On the 1980s weekly television show Dick Clark's Live Wednesday, Steve "Mr. Escape" Baker successfully escaped from two straitjackets while hanging upside down over the stage.  His first attempt ended in a minor muscle injury; however, he repeated the stunt and was successful.
On September 27, 2003, James Peters (UK) escaped from a Posey straitjacket 193 times in eight hours at YMCA Chelmsford, in Essex.
On January 8, 2005, at the Arndale Centre, Manchester UK, David Straitjacket set the Guinness World Record for the fastest straitjacket escape in a time of 81.24 seconds.
On June 19, 2005, Ben Bradshaw from Australia performed a Posey straitjacket escape using four backstraps, an arm loop, a crotch strap, arm straps and self-tightening clasps. He managed to escape in a time of 50.08 seconds on the Guinness World Records studio in Sydney, beating the previous 81.24-second record by David Straitjacket.
On August 5, 2006, Michal Angelo set a new record by escaping from a regulation straitjacket while being fully submerged under water in a time of 29.1 seconds, beating the previous 38.59 second record by Ben Bradshaw.
Jonathan Edmiston "Danger Nate" set a new Guinness World Record for "Fastest Straitjacket Escape" using a Posey straitjacket with the front arm loop, side arm loops, and pelvic strap in a time of 20.72 seconds on July 4, 2007, at the Independence Day Celebration on the US Naval Base in Yokosuka, Japan.

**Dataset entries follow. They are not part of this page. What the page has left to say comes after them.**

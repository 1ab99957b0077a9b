//! Game-server tournament backend: library with models and business logic.

pub mod logic;
pub mod models;

pub use logic::{
    cleanup_orphaned_match_results, create_or_update_match_result, delete_match_result,
    delete_result_for_map, infer_side_mapping, override_team_mapping, recalculate_all_rankings,
    MappingAmbiguity, SideMapping,
};
pub use models::{
    MapId, Match, MatchId, MatchMap, MatchResult, PlayerSession, ResultId, Round, RoundId, Team,
    TeamId, TeamRanking, Tournament, TournamentError, TournamentId,
};
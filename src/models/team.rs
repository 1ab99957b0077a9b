//! Team and roster data structures.

use serde::{Deserialize, Serialize};
use uuid::Uuid;

/// Unique identifier for a tournament team.
pub type TeamId = Uuid;

/// A registered tournament team with its player roster.
#[derive(Clone, Debug, Eq, PartialEq, Serialize, Deserialize)]
pub struct Team {
    pub id: TeamId,
    /// Unique within the tournament (case-insensitive).
    pub name: String,
    /// In-game player names. A name belongs to at most one team per tournament.
    pub players: Vec<String>,
}

impl Team {
    pub fn new(name: impl Into<String>, players: Vec<String>) -> Self {
        Self {
            id: Uuid::new_v4(),
            name: name.into(),
            players,
        }
    }

    /// Whether the given in-game name is on this roster (trimmed, case-insensitive).
    pub fn has_player(&self, name: &str) -> bool {
        let name = name.trim();
        self.players.iter().any(|p| p.trim().eq_ignore_ascii_case(name))
    }
}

Matt the Knife set a new Guinness World Record for "Fastest Escape from a Straitjacket" using a Posey straitjacket with the front arm loop, side arm loops, and pelvic strap in a time of 18.8 seconds on September 17, 2007, at The Media Hotel in Beijing, China.
On October 8, 2007, American Cliff Gerstman escaped from a straitjacket while floating in zero gravity. The escape was performed in an airplane flown by Zero G Inc. and sponsored by Northrop Grumman. This was the world's first zero gravity straitjacket escape and took 40 seconds to complete.

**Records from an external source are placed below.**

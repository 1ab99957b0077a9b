//! Team ranking calculation: rebuild all standings rows for a tournament
//! from its current match results, per week and cumulative.

use crate::models::{TeamId, TeamRanking, Tournament};
use std::collections::BTreeMap;

/// Running totals for one team within one week group.
#[derive(Clone, Copy, Debug, Default)]
struct Tally {
    won: u32,
    tied: u32,
    lost: u32,
    ticket_differential: i64,
}

/// Recompute every TeamRanking row for the tournament and replace the
/// existing set wholesale. Returns the number of rows written.
///
/// Only results with both team ids mapped count. Groups: one per distinct
/// week value plus a cumulative group keyed None. Within a group teams are
/// ordered by rounds won (desc), then ticket differential (desc), then team
/// id (asc) so ranks are dense, 1-based and reproducible from the same data.
pub fn recalculate_all_rankings(tournament: &mut Tournament) -> usize {
    // group key -> team -> tally; BTreeMap keeps group/team iteration stable.
    let mut groups: BTreeMap<Option<String>, BTreeMap<TeamId, Tally>> = BTreeMap::new();

    for r in &tournament.match_results {
        let (team1, team2) = match (r.team1_id, r.team2_id) {
            (Some(t1), Some(t2)) => (t1, t2),
            // Unmapped results contribute nothing to standings.
            _ => continue,
        };
        let t1_tickets = i64::from(r.team1_tickets.unwrap_or(0));
        let t2_tickets = i64::from(r.team2_tickets.unwrap_or(0));

        let mut keys = vec![None];
        if let Some(week) = &r.week {
            keys.push(Some(week.clone()));
        }
        for key in keys {
            let group = groups.entry(key).or_default();
            let tally1 = group.entry(team1).or_default();
            tally1.ticket_differential += t1_tickets - t2_tickets;
            match r.winning_team_id {
                Some(w) if w == team1 => tally1.won += 1,
                Some(_) => tally1.lost += 1,
                None => tally1.tied += 1,
            }
            let tally2 = group.entry(team2).or_default();
            tally2.ticket_differential += t2_tickets - t1_tickets;
            match r.winning_team_id {
                Some(w) if w == team2 => tally2.won += 1,
                Some(_) => tally2.lost += 1,
                None => tally2.tied += 1,
            }
        }
    }

    let tournament_id = tournament.id;
    let mut rankings = Vec::new();
    for (week, tallies) in groups {
        let mut rows: Vec<(TeamId, Tally)> = tallies.into_iter().collect();
        rows.sort_by(|(a_id, a), (b_id, b)| {
            b.won
                .cmp(&a.won)
                .then(b.ticket_differential.cmp(&a.ticket_differential))
                .then(a_id.cmp(b_id))
        });
        for (i, (team_id, tally)) in rows.into_iter().enumerate() {
            rankings.push(TeamRanking {
                tournament_id,
                team_id,
                week: week.clone(),
                rank: i as u32 + 1,
                rounds_won: tally.won,
                rounds_tied: tally.tied,
                rounds_lost: tally.lost,
                ticket_differential: tally.ticket_differential,
            });
        }
    }

    let total = rankings.len();
    tournament.rankings = rankings;
    total
}

/// Delete results whose map (or match) no longer exists. Historical bugs
/// could bypass the normal delete path and strand results. Returns the
/// number removed; the caller should recalculate rankings afterwards.
pub fn cleanup_orphaned_match_results(tournament: &mut Tournament) -> usize {
    let live_maps: std::collections::HashSet<_> = tournament
        .matches
        .iter()
        .flat_map(|m| m.maps.iter().map(|mp| mp.id))
        .collect();
    let before = tournament.match_results.len();
    tournament.match_results.retain(|r| live_maps.contains(&r.map_id));
    before - tournament.match_results.len()
}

On September 4, 2010, on the Fox News channel show Fox & Friends, Alexanderia the Great set a record for an extreme straitjacket escape.  She escaped a regulation straitjacket secured with 50 feet of 1/4 inch chain and 10 padlocks in 2:37.  The Universal Records Database officiated over the record.

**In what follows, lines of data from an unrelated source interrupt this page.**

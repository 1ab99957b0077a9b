//! Round and per-player session facts from live game servers.
//!
//! Rounds are produced by server polling and are read-only to the tournament
//! logic: side labels are opaque strings ("Axis"/"Allies"), side numbers are
//! 1 and 2, and tickets may be missing when a round never concluded.

use serde::{Deserialize, Serialize};
use uuid::Uuid;

/// Unique identifier for a completed round.
pub type RoundId = Uuid;

/// One player's participation in a round.
#[derive(Clone, Debug, Eq, PartialEq, Serialize, Deserialize)]
pub struct PlayerSession {
    pub player_name: String,
    /// Round side the player was on: 1 or 2, matching the round's numbering.
    pub team: u8,
    pub score: i32,
    pub kills: u32,
    pub deaths: u32,
}

impl PlayerSession {
    pub fn new(player_name: impl Into<String>, team: u8) -> Self {
        Self {
            player_name: player_name.into(),
            team,
            score: 0,
            kills: 0,
            deaths: 0,
        }
    }
}

/// A completed play session on a game server with final scores.
/// Side labels are NOT tournament team identities.
#[derive(Clone, Debug, Eq, PartialEq, Serialize, Deserialize)]
pub struct Round {
    pub id: RoundId,
    pub server: String,
    pub map_name: String,
    pub team1_label: String,
    pub team2_label: String,
    /// Final ticket count for side 1; None if the round never concluded.
    pub tickets1: Option<i32>,
    /// Final ticket count for side 2; None if the round never concluded.
    pub tickets2: Option<i32>,
    pub sessions: Vec<PlayerSession>,
}

impl Round {
    pub fn new(server: impl Into<String>, map_name: impl Into<String>) -> Self {
        Self {
            id: Uuid::new_v4(),
            server: server.into(),
            map_name: map_name.into(),
            team1_label: String::new(),
            team2_label: String::new(),
            tickets1: None,
            tickets2: None,
            sessions: Vec::new(),
        }
    }
}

On October 8, 2011, illusionist Lucas Wilson set a new Guinness World Record for fastest escape from a Posey straitjacket and chains, while in suspension. Lucas time was 19.2 seconds beating the previous record of 54.24 seconds.
On March 6, 2011, Roslyn Walker became the first person to escape from a regulation Posey straitjacket complete with front and side loops and have his arms secured behind his back during the Secret Escape Challenge meeting in Essex. It took him 14 minutes and 27 seconds to free himself.
 On January 9, 2013, UK female escape artist Sofia Romero, also known as Sof Strait, set a new Guinness World Record for most straitjacket escapes in one hour. She escaped from a regulated Posey straitjacket 49 times consecutively on the set of Officially Amazing (Lion TV) at The Old Vic Tunnels in London, UK.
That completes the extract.